(Recorded information Opens)

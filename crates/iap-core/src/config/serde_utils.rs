//! Shared serde helpers for configuration

/// Serialize `std::time::Duration` as whole seconds
///
/// ```ignore
/// #[derive(Serialize, Deserialize)]
/// struct Config {
///     #[serde(with = "iap_core::config::duration_secs")]
///     timeout: Duration,
/// }
/// ```
pub mod duration_secs {
    use serde::{self, Deserialize, Deserializer, Serializer};
    use std::time::Duration;

    pub fn serialize<S>(duration: &Duration, serializer: S) -> Result<S::Ok, S::Error>
    where
        S: Serializer,
    {
        serializer.serialize_u64(duration.as_secs())
    }

    pub fn deserialize<'de, D>(deserializer: D) -> Result<Duration, D::Error>
    where
        D: Deserializer<'de>,
    {
        let secs = u64::deserialize(deserializer)?;
        Ok(Duration::from_secs(secs))
    }
}
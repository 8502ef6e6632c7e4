//! Tunnel lifecycle events
//!
//! Events are delivered through a single-consumer queue. The pool is updated
//! before an event is published, so a consumer handling `Created` sees the
//! tunnel in the pool and one handling `Closed` no longer does.

use std::sync::Arc;

use tokio::sync::mpsc;

use crate::tunnel::Tunnel;

/// Lifecycle notification for a pooled tunnel
#[derive(Debug, Clone)]
pub enum TunnelEvent {
    /// A tunnel was created and is about to be handed to its first caller
    Created(Arc<Tunnel>),
    /// A tunnel was closed and its resources released
    Closed(Arc<Tunnel>),
}

impl TunnelEvent {
    pub fn tunnel(&self) -> &Arc<Tunnel> {
        match self {
            TunnelEvent::Created(tunnel) | TunnelEvent::Closed(tunnel) => tunnel,
        }
    }
}

/// Receives published events. Must not block.
pub trait EventSink: Send + Sync {
    fn publish(&self, event: TunnelEvent);
}

/// Sending half of the event queue
#[derive(Debug, Clone)]
pub struct EventQueue {
    tx: mpsc::UnboundedSender<TunnelEvent>,
}

/// Receiving half of the event queue
#[derive(Debug)]
pub struct EventReceiver {
    rx: mpsc::UnboundedReceiver<TunnelEvent>,
}

impl EventQueue {
    /// Create a connected queue and receiver
    pub fn channel() -> (EventQueue, EventReceiver) {
        let (tx, rx) = mpsc::unbounded_channel();
        (EventQueue { tx }, EventReceiver { rx })
    }
}

impl EventSink for EventQueue {
    fn publish(&self, event: TunnelEvent) {
        if self.tx.send(event).is_err() {
            tracing::trace!("Event receiver gone, dropping tunnel event");
        }
    }
}

impl EventReceiver {
    /// Next event, or `None` once every queue handle is dropped
    pub async fn recv(&mut self) -> Option<TunnelEvent> {
        self.rx.recv().await
    }

    /// Next event if one is already queued
    pub fn try_recv(&mut self) -> Option<TunnelEvent> {
        self.rx.try_recv().ok()
    }

    /// Dispatch every event to `handler`, one at a time, until the queue closes
    pub async fn dispatch<F>(mut self, mut handler: F)
    where
        F: FnMut(TunnelEvent),
    {
        while let Some(event) = self.rx.recv().await {
            handler(event);
        }
    }
}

(Recorded information Closes)

Count every line in the listing that holds the word "self". Report the count and nothing else.

[Written answer] 12